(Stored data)
═══

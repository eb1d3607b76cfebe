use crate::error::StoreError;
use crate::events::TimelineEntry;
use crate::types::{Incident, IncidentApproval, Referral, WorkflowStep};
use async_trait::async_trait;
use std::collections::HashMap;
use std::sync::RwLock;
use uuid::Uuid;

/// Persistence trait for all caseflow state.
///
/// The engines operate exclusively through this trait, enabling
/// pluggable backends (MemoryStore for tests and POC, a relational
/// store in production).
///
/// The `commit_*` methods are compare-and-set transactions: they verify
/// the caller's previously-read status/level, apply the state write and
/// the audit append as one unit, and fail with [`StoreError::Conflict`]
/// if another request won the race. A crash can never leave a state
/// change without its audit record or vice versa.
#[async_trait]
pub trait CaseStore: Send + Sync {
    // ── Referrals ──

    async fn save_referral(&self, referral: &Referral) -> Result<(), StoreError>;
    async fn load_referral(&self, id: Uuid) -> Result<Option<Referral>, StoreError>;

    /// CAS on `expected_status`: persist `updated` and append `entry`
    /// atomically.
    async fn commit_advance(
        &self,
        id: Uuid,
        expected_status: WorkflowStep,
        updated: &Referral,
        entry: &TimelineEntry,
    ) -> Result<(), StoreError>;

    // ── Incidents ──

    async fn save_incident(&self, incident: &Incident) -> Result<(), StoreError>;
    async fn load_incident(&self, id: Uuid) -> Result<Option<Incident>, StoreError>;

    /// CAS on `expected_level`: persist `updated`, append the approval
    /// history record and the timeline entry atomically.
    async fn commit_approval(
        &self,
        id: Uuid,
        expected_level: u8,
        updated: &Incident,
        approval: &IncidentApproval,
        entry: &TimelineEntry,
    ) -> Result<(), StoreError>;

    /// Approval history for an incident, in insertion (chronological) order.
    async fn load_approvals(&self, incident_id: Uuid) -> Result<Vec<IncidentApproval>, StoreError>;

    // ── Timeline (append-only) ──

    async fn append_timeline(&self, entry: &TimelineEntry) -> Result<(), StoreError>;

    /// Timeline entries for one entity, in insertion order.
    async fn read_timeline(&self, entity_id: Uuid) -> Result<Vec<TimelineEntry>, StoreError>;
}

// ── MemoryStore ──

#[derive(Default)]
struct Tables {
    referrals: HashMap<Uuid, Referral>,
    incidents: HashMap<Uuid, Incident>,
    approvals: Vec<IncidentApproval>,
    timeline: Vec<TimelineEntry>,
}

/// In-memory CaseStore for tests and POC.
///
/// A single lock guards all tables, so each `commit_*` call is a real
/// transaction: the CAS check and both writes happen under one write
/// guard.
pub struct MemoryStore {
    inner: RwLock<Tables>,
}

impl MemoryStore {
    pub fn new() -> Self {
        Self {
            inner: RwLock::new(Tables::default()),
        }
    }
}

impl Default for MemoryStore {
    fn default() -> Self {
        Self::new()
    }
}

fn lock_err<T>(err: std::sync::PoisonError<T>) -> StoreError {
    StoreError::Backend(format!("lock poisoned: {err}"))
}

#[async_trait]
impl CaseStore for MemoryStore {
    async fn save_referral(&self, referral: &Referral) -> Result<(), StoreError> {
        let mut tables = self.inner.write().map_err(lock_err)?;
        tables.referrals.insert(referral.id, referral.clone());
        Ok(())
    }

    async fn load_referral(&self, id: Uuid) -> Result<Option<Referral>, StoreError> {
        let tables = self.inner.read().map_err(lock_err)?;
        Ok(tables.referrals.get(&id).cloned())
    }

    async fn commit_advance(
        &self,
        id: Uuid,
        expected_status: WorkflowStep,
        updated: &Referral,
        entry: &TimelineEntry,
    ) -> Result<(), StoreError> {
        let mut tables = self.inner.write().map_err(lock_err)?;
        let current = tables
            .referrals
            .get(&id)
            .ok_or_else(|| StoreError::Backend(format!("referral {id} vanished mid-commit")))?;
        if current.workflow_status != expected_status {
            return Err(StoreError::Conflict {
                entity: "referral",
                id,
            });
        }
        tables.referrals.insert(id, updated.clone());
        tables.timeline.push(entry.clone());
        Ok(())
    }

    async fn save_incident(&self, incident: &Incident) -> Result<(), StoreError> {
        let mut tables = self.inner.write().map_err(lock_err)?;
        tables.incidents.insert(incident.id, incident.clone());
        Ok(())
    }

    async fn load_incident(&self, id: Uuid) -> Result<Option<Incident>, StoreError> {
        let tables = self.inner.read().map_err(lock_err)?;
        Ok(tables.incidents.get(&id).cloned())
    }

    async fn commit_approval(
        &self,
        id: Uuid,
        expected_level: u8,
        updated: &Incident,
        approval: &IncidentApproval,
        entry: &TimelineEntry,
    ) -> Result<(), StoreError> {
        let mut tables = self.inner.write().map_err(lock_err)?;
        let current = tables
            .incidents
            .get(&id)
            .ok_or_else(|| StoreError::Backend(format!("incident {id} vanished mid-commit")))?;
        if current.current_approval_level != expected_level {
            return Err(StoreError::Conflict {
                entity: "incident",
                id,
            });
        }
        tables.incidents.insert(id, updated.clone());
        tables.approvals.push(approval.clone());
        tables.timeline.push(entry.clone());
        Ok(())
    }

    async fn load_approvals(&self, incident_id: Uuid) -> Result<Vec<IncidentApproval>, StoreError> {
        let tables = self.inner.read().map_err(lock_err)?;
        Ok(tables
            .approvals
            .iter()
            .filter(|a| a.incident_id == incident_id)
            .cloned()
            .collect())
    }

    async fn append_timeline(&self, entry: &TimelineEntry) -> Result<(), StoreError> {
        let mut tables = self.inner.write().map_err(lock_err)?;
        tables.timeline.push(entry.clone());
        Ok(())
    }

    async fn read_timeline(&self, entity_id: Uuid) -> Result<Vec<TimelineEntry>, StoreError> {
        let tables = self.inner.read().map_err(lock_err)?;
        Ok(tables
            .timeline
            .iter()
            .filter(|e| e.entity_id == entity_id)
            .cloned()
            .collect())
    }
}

═══

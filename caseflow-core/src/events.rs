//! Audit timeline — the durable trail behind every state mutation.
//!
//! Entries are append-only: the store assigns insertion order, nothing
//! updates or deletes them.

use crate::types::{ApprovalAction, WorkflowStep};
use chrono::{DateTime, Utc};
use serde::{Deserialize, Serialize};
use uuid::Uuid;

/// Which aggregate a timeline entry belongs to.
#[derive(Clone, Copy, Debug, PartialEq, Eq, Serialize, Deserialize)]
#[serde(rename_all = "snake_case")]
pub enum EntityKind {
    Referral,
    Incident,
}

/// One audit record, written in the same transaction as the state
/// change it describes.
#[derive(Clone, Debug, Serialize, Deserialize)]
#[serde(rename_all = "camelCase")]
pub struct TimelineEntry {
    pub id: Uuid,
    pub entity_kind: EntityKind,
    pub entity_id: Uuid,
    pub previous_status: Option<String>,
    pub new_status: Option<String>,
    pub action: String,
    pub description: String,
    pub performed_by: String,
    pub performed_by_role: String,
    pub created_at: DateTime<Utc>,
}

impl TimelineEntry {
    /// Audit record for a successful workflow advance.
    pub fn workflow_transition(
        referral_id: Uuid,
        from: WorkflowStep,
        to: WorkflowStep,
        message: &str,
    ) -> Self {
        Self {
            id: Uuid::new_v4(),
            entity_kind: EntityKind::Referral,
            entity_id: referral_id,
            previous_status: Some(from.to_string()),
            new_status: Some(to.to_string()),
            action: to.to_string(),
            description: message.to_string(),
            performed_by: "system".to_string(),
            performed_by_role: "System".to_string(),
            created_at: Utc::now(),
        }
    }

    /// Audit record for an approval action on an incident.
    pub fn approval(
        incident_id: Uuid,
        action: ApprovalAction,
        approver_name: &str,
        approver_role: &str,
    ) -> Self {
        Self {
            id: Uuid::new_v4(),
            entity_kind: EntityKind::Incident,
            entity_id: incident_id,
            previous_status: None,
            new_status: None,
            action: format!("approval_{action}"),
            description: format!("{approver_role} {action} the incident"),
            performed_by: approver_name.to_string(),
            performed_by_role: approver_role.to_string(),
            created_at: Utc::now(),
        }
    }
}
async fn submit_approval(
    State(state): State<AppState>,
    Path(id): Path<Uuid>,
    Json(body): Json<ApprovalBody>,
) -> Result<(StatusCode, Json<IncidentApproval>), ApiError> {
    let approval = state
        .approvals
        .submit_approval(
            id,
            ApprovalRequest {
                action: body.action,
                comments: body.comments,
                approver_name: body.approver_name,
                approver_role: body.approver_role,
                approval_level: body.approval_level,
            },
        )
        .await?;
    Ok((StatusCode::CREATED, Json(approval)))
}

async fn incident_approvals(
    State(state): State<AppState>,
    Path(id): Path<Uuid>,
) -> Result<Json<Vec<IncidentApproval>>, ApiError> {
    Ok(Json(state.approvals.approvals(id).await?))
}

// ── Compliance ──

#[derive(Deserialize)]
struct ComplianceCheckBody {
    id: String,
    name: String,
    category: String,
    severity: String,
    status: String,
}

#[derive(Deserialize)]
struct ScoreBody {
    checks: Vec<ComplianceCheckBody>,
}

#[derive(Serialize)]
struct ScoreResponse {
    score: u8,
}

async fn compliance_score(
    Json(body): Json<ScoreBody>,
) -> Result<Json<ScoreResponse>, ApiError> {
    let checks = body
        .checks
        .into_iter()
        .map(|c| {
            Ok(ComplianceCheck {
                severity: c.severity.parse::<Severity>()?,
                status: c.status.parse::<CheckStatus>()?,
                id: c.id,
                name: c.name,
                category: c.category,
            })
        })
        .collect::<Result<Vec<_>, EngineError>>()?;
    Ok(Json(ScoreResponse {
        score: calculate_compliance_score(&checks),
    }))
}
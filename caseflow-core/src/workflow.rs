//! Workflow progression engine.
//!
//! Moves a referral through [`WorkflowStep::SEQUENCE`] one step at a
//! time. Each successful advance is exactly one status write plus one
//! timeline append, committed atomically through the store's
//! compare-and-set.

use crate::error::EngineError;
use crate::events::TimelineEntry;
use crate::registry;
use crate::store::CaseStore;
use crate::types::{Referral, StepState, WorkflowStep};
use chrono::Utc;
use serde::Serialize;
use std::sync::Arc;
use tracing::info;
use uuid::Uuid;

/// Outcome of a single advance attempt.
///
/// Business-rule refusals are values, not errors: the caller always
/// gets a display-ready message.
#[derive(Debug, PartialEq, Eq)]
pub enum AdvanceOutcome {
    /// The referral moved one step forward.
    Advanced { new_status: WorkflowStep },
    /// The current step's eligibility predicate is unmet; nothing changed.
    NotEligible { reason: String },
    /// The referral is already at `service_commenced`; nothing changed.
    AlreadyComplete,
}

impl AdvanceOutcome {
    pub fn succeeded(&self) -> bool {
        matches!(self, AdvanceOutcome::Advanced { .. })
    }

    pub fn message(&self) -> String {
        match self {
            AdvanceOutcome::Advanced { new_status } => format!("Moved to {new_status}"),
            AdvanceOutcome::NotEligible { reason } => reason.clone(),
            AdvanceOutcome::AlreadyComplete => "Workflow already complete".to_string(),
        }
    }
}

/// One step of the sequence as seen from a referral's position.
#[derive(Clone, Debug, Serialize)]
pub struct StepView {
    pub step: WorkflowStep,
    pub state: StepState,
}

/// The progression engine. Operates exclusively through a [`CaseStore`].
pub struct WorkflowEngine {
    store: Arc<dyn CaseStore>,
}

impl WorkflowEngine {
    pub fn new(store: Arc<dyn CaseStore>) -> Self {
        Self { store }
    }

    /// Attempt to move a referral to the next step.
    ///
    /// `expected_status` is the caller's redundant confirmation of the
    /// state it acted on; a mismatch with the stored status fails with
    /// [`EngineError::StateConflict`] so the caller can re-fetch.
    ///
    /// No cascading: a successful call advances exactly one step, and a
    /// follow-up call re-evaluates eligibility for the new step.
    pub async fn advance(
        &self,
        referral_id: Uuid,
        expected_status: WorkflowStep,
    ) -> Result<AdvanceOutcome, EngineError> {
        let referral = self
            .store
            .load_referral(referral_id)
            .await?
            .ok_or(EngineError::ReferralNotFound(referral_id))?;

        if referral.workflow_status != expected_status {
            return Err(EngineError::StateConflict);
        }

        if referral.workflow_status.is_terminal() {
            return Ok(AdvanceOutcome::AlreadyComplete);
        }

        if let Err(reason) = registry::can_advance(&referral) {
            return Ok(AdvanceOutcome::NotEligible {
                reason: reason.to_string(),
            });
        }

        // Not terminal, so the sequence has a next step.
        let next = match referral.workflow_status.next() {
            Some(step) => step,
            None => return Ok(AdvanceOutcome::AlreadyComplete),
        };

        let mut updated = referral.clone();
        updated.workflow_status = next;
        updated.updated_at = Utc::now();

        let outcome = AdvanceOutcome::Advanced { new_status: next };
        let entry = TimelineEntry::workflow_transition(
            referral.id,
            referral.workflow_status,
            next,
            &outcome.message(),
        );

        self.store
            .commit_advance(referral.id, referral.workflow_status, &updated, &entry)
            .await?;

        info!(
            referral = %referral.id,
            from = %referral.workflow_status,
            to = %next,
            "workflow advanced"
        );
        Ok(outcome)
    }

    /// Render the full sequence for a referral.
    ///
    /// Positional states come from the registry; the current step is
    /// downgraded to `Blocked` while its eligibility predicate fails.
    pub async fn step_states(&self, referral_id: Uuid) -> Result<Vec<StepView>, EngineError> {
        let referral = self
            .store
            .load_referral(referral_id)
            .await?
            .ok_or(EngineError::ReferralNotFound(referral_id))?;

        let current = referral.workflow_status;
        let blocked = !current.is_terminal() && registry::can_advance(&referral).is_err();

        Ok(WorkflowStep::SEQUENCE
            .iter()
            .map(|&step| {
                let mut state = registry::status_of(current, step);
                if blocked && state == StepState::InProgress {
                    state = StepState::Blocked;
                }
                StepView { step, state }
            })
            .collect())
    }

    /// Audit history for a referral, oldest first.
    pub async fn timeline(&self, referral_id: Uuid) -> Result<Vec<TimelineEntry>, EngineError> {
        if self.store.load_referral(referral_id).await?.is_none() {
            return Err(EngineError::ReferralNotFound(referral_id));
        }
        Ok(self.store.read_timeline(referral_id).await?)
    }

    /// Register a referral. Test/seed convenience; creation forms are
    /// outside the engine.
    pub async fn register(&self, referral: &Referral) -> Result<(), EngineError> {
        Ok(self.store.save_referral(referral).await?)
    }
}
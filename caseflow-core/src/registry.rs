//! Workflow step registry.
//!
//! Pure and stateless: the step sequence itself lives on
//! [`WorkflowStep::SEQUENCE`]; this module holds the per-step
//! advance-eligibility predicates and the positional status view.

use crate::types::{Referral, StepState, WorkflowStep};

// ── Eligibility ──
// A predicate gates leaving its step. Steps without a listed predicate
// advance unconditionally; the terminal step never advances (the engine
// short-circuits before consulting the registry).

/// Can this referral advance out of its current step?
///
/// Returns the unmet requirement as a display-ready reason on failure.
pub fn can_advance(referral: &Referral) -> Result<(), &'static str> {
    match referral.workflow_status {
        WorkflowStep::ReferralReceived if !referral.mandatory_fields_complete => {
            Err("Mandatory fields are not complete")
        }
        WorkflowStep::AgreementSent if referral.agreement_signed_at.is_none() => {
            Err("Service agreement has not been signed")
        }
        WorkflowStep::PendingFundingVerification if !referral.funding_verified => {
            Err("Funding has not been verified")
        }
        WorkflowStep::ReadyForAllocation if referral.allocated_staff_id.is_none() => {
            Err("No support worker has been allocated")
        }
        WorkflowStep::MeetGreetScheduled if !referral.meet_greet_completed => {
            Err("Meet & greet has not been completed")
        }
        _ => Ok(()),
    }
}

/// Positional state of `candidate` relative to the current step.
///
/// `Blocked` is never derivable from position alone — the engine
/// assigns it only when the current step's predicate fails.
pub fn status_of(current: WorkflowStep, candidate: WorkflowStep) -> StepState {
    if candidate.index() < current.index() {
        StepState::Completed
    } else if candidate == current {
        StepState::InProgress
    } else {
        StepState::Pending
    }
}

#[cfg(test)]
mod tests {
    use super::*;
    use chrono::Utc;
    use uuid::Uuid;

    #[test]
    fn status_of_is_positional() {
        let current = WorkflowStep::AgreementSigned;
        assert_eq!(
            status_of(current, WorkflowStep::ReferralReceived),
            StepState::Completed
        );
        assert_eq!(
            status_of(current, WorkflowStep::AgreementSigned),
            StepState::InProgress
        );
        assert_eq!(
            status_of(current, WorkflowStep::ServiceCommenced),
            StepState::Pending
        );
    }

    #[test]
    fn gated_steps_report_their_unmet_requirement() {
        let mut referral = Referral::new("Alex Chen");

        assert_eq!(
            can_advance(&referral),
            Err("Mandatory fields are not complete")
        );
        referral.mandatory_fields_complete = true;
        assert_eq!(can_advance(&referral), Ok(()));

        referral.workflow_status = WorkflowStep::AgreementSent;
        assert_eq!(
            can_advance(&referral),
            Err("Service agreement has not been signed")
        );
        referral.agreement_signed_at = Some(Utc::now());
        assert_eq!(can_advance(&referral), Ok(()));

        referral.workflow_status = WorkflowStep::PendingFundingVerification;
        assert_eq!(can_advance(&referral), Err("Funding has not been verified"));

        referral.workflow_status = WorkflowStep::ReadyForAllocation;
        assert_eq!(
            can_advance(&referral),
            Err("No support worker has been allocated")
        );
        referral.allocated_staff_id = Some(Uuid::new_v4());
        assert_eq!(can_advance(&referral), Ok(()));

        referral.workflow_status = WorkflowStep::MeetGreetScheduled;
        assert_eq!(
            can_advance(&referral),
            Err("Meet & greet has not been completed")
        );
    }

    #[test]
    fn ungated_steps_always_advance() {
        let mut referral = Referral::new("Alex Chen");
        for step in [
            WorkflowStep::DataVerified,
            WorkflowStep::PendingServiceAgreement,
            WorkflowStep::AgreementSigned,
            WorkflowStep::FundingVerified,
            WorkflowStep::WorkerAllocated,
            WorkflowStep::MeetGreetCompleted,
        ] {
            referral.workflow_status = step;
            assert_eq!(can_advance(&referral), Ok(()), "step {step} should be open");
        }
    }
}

═══

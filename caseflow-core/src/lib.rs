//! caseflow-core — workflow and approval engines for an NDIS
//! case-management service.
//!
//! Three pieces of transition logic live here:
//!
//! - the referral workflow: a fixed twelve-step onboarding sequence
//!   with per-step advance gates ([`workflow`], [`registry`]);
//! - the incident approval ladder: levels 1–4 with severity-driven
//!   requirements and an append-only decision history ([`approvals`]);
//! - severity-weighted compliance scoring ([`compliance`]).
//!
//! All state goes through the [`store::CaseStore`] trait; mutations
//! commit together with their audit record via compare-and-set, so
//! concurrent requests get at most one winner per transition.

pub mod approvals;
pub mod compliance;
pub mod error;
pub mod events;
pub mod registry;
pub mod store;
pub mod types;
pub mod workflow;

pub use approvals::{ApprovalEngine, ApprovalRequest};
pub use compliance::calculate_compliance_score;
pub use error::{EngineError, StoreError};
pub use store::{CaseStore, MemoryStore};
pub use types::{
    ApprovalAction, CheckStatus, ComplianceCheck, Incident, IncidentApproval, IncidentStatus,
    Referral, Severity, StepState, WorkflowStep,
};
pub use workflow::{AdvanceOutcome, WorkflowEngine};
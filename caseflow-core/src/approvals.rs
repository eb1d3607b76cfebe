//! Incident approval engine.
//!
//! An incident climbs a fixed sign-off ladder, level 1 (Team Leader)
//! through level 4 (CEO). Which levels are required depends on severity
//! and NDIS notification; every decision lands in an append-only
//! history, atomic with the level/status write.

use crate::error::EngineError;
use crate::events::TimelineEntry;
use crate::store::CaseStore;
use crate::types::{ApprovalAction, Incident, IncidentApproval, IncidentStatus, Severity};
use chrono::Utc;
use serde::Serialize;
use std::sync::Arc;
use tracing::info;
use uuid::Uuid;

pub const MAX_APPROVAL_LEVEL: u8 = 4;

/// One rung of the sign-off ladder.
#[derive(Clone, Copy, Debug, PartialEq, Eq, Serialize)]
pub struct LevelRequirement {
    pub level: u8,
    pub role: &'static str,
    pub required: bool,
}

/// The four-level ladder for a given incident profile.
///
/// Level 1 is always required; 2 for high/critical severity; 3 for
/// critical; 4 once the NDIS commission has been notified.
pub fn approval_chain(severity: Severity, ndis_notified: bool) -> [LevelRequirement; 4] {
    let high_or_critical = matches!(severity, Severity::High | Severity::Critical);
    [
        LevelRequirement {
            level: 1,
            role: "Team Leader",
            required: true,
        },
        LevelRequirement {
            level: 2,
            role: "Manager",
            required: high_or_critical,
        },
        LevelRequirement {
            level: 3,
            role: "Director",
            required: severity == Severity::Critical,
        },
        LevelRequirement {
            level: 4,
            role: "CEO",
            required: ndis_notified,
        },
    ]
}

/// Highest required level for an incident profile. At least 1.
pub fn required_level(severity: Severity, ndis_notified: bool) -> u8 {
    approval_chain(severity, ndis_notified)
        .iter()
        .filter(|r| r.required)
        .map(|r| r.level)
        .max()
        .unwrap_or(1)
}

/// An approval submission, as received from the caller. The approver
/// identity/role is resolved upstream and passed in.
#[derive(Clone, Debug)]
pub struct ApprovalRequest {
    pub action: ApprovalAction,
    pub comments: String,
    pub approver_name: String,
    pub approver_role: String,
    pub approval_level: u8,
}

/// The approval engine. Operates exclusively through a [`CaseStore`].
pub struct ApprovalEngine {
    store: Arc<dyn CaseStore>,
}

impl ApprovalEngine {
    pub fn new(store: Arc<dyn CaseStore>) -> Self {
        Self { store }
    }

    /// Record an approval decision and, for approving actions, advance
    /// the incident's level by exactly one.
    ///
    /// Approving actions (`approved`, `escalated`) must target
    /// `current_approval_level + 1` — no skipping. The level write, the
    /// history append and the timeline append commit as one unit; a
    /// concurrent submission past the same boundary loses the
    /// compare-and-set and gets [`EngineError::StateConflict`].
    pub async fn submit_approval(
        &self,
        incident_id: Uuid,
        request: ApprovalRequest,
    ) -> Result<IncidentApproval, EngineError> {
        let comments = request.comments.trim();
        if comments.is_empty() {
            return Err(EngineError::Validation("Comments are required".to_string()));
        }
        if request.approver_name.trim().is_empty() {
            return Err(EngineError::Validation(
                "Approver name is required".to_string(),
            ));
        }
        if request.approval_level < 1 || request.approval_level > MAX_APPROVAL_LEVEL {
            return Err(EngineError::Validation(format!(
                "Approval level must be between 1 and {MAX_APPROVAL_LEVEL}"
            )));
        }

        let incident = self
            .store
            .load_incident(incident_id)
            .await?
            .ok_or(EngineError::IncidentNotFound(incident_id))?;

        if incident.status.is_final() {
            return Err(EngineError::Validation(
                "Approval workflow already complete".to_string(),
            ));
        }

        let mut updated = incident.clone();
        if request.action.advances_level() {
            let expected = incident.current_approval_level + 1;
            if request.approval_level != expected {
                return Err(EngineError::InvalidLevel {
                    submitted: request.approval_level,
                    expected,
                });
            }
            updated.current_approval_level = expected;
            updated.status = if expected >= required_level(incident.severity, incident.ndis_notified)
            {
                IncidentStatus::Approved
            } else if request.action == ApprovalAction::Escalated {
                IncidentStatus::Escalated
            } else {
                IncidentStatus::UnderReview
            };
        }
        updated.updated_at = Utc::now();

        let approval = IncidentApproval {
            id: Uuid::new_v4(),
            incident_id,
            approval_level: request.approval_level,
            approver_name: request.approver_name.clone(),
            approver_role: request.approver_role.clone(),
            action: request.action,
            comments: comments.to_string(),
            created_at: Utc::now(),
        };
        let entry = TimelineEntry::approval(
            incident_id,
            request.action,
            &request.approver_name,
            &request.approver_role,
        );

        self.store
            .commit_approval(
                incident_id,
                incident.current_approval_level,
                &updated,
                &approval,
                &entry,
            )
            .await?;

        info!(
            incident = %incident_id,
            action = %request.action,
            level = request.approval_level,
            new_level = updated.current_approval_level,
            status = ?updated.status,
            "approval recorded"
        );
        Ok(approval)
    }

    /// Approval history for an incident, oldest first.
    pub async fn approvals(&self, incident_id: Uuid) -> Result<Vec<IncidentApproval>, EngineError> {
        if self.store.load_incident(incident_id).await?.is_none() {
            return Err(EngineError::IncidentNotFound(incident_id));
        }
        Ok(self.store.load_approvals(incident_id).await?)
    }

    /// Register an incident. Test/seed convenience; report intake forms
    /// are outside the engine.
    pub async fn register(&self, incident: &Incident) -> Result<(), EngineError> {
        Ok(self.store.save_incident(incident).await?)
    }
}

═══

Give back the records above exactly, limited to the lines between the one holding "-> Result<Vec<IncidentApproval>, StoreError>;" and the one holding "if current.workflow_status != expected_status", inclusive.

    async fn load_approvals(&self, incident_id: Uuid) -> Result<Vec<IncidentApproval>, StoreError>;

    // ── Timeline (append-only) ──

    async fn append_timeline(&self, entry: &TimelineEntry) -> Result<(), StoreError>;

    /// Timeline entries for one entity, in insertion order.
    async fn read_timeline(&self, entity_id: Uuid) -> Result<Vec<TimelineEntry>, StoreError>;
}

// ── MemoryStore ──

#[derive(Default)]
struct Tables {
    referrals: HashMap<Uuid, Referral>,
    incidents: HashMap<Uuid, Incident>,
    approvals: Vec<IncidentApproval>,
    timeline: Vec<TimelineEntry>,
}

/// In-memory CaseStore for tests and POC.
///
/// A single lock guards all tables, so each `commit_*` call is a real
/// transaction: the CAS check and both writes happen under one write
/// guard.
pub struct MemoryStore {
    inner: RwLock<Tables>,
}

impl MemoryStore {
    pub fn new() -> Self {
        Self {
            inner: RwLock::new(Tables::default()),
        }
    }
}

impl Default for MemoryStore {
    fn default() -> Self {
        Self::new()
    }
}

fn lock_err<T>(err: std::sync::PoisonError<T>) -> StoreError {
    StoreError::Backend(format!("lock poisoned: {err}"))
}

#[async_trait]
impl CaseStore for MemoryStore {
    async fn save_referral(&self, referral: &Referral) -> Result<(), StoreError> {
        let mut tables = self.inner.write().map_err(lock_err)?;
        tables.referrals.insert(referral.id, referral.clone());
        Ok(())
    }

    async fn load_referral(&self, id: Uuid) -> Result<Option<Referral>, StoreError> {
        let tables = self.inner.read().map_err(lock_err)?;
        Ok(tables.referrals.get(&id).cloned())
    }

    async fn commit_advance(
        &self,
        id: Uuid,
        expected_status: WorkflowStep,
        updated: &Referral,
        entry: &TimelineEntry,
    ) -> Result<(), StoreError> {
        let mut tables = self.inner.write().map_err(lock_err)?;
        let current = tables
            .referrals
            .get(&id)
            .ok_or_else(|| StoreError::Backend(format!("referral {id} vanished mid-commit")))?;
        if current.workflow_status != expected_status {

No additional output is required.